§ Exercise goal
Exact reproduction required: the lines below from the line with "use reqwest::Client;" to the line with "on every request.", both ends included, and no others.

§ Input data
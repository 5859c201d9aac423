// Copyright (c) 2025 Fabstir
// SPDX-License-Identifier: BUSL-1.1
//! Together AI chat-completion client (OpenAI-compatible API)

use anyhow::{Context, Result};
use reqwest::Client;
use std::time::Duration;
use tracing::{debug, info};

/// Model used for build suggestions (good mix of speed and quality)
pub const SUGGESTION_MODEL: &str = "mistralai/Mixtral-8x7B-Instruct-v0.1";

/// Sampling temperature for suggestions
pub const SUGGESTION_TEMPERATURE: f32 = 0.7;

/// Output length bound
pub const SUGGESTION_MAX_TOKENS: u32 = 512;

// --- OpenAI-compatible serde structs ---

#[derive(serde::Serialize)]
struct ChatRequest {
    model: String,
    messages: Vec<ChatMessage>,
    temperature: f32,
    max_tokens: u32,
}

#[derive(serde::Serialize)]
struct ChatMessage {
    role: String,
    content: String,
}

#[derive(serde::Deserialize)]
struct ChatResponse {
    choices: Vec<ChatChoice>,
}

#[derive(serde::Deserialize)]
struct ChatChoice {
    message: ChatResponseMessage,
}

#[derive(serde::Deserialize)]
struct ChatResponseMessage {
    content: String,
}

/// Client for the hosted chat-completion endpoint
pub struct TogetherClient {
    client: Client,
    endpoint: String,
    api_key: String,
}

impl TogetherClient {
    /// Create a new client
    ///
    /// `endpoint` is the API base URL (no path); trailing slashes are
    /// trimmed. `api_key` is sent as a bearer token on every request.
    pub fn new(endpoint: &str, api_key: &str) -> Result<Self> {
        let client = Client::builder()
            .timeout(Duration::from_secs(120))
            .build()?;

        let endpoint = endpoint.trim_end_matches('/').to_string();
        info!("Chat-completion client configured: endpoint={}", endpoint);

        Ok(Self {
            client,
            endpoint,
            api_key: api_key.to_string(),
        })
    }

    /// Request a completion and return the assistant's raw text reply
    ///
    /// Sends a two-message conversation (system priming + user prompt)
    /// with the fixed suggestion model, temperature, and token bound.
    /// No retries; the client default timeout applies.
    pub async fn chat_completion(&self, system: &str, user: &str) -> Result<String> {
        let request = ChatRequest {
            model: SUGGESTION_MODEL.to_string(),
            messages: vec![
                ChatMessage {
                    role: "system".to_string(),
                    content: system.to_string(),
                },
                ChatMessage {
                    role: "user".to_string(),
                    content: user.to_string(),
                },
            ],
            temperature: SUGGESTION_TEMPERATURE,
            max_tokens: SUGGESTION_MAX_TOKENS,
        };

        let response = self
            .client
            .post(format!("{}/v1/chat/completions", self.endpoint))
            .bearer_auth(&self.api_key)
            .json(&request)
            .send()
            .await
            .context("Chat-completion request failed")?;

        let status = response.status();
        if !status.is_success() {
            let body = response.text().await.unwrap_or_default();
            debug!("Upstream returned {}: {}", status, body);
            anyhow::bail!("Chat-completion API returned {}", status);
        }

        let chat_response: ChatResponse = response
            .json()
            .await
            .context("Failed to parse chat-completion response")?;

        chat_response
            .choices
            .into_iter()
            .next()
            .map(|c| c.message.content)
            .ok_or_else(|| anyhow::anyhow!("Chat-completion response contained no choices"))
    }
}
// Copyright (c) 2025 Fabstir
// SPDX-License-Identifier: BUSL-1.1
//! Classify endpoint handler

use axum::{
    extract::{Multipart, State},
    Json,
};
use serde_json::Value;

use super::response::scores_to_json;
use crate::api::errors::ApiError;
use crate::api::http_server::AppState;
use crate::vision::decode_image_bytes;

/// POST /classify - Score an uploaded image against the fixed label set
///
/// Accepts a multipart form with a `file` field containing image bytes.
/// Returns a JSON object mapping each label to its softmax score.
pub async fn classify_handler(
    State(state): State<AppState>,
    mut multipart: Multipart,
) -> Result<Json<Value>, ApiError> {
    // Locate the file field before touching the model so a missing part
    // is a 400 even when no model is loaded
    let mut file_bytes = None;
    while let Some(field) = multipart
        .next_field()
        .await
        .map_err(|e| ApiError::InvalidRequest(format!("Malformed multipart body: {}", e)))?
    {
        if field.name() == Some("file") {
            let bytes = field
                .bytes()
                .await
                .map_err(|e| ApiError::InvalidRequest(format!("Failed to read file: {}", e)))?;
            file_bytes = Some(bytes);
            break;
        }
    }

    let bytes = file_bytes.ok_or_else(|| ApiError::InvalidRequest("No file provided".to_string()))?;

    let classifier = state
        .classifier
        .as_ref()
        .ok_or_else(|| ApiError::ServiceUnavailable("Classifier model not loaded".to_string()))?;

    let (image, info) = decode_image_bytes(&bytes)
        .map_err(|e| ApiError::InternalError(e.to_string()))?;

    tracing::debug!(
        "Classifying {}x{} {:?} upload ({} bytes)",
        info.width,
        info.height,
        info.format,
        info.size_bytes
    );

    let scores = classifier
        .classify(&image)
        .map_err(|e| ApiError::InternalError(format!("Classification failed: {}", e)))?;

    Ok(Json(scores_to_json(scores)))
}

§ Your response
use reqwest::Client;
use std::time::Duration;
use tracing::{debug, info};

/// Model used for build suggestions (good mix of speed and quality)
pub const SUGGESTION_MODEL: &str = "mistralai/Mixtral-8x7B-Instruct-v0.1";

/// Sampling temperature for suggestions
pub const SUGGESTION_TEMPERATURE: f32 = 0.7;

/// Output length bound
pub const SUGGESTION_MAX_TOKENS: u32 = 512;

// --- OpenAI-compatible serde structs ---

#[derive(serde::Serialize)]
struct ChatRequest {
    model: String,
    messages: Vec<ChatMessage>,
    temperature: f32,
    max_tokens: u32,
}

#[derive(serde::Serialize)]
struct ChatMessage {
    role: String,
    content: String,
}

#[derive(serde::Deserialize)]
struct ChatResponse {
    choices: Vec<ChatChoice>,
}

#[derive(serde::Deserialize)]
struct ChatChoice {
    message: ChatResponseMessage,
}

#[derive(serde::Deserialize)]
struct ChatResponseMessage {
    content: String,
}

/// Client for the hosted chat-completion endpoint
pub struct TogetherClient {
    client: Client,
    endpoint: String,
    api_key: String,
}

impl TogetherClient {
    /// Create a new client
    ///
    /// `endpoint` is the API base URL (no path); trailing slashes are
    /// trimmed. `api_key` is sent as a bearer token on every request.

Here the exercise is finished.